The Updated Hybrid Mismatch Rules

On November 30, 2023, the federal government tabled the Fall Economic Statement Implementation Act, 2023 (Bill C-59), which includes updated legislation for the hybrid mismatch rules. These rules address hybrid mismatch arrangements, which are cross-border arrangements that are characterized differently under the tax laws of different countries. The rules in Bill C-59 are the first of two legislative packages that will amend the ITA to implement the recommendations of the action 2 report, which was prepared as part of the OECD/G20 base erosion and profit shifting (BEPS) project. This first legislative package deals with “deduction/non-inclusion” (D/NI) mismatches relating to hybrid financial instruments (including mismatches that involve hybrid transfers of financial instruments and substitute payments relating to these instruments). These rules apply to payments arising after June 30, 2022 (except where otherwise noted). The second legislative package has not yet been released and is expected to address the remaining recommendations from the action 2 report. In this article, we provide a brief overview of the hybrid mismatch rules, summarize Bill C-59’s key updates to those rules, and discuss related policy concerns.

Scope of the Rules

The hybrid mismatch rules generally apply to payments arising under a “hybrid mismatch arrangement” that produces a D/NI mismatch. A D/NI mismatch generally arises where a payment is deductible in Canada or a foreign country but is not included in ordinary income in either country.
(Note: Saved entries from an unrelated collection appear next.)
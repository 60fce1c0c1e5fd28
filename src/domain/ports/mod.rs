//! Domain ports and supporting types for the hexagonal boundary.

mod macros;
pub(crate) use macros::define_port_error;

mod blob_store;
mod detection_transport;
mod session_store;

#[cfg(test)]
pub use blob_store::MockBlobStore;
pub use blob_store::{BlobStore, BlobStoreError};
#[cfg(test)]
pub use detection_transport::MockDetectionTransport;
pub use detection_transport::{DetectionTransport, DetectionTransportError};
#[cfg(test)]
pub use session_store::MockSessionStore;
pub use session_store::{NewLedgerEntry, SessionStore, SessionStoreError};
The rules address three types of hybrid mismatch arrangements:

  • Hybrid financial instrument arrangements. These are arrangements in which financial instruments are treated differently under the tax laws of different countries (for example, as debt in one country and equity in another country).
  • Hybrid transfer arrangements. These are arrangements, involving the transfer of a financial instrument, that are treated differently under different countries’ tax laws. (For example, one country treats the arrangement as a sale of the transferred instrument, while another country treats it as a loan that is secured by the transferred instrument.)
  • Substitute payment arrangements. In these arrangements, which involve the transfer of a financial instrument, payments are made that substitute for returns on the transferred instrument.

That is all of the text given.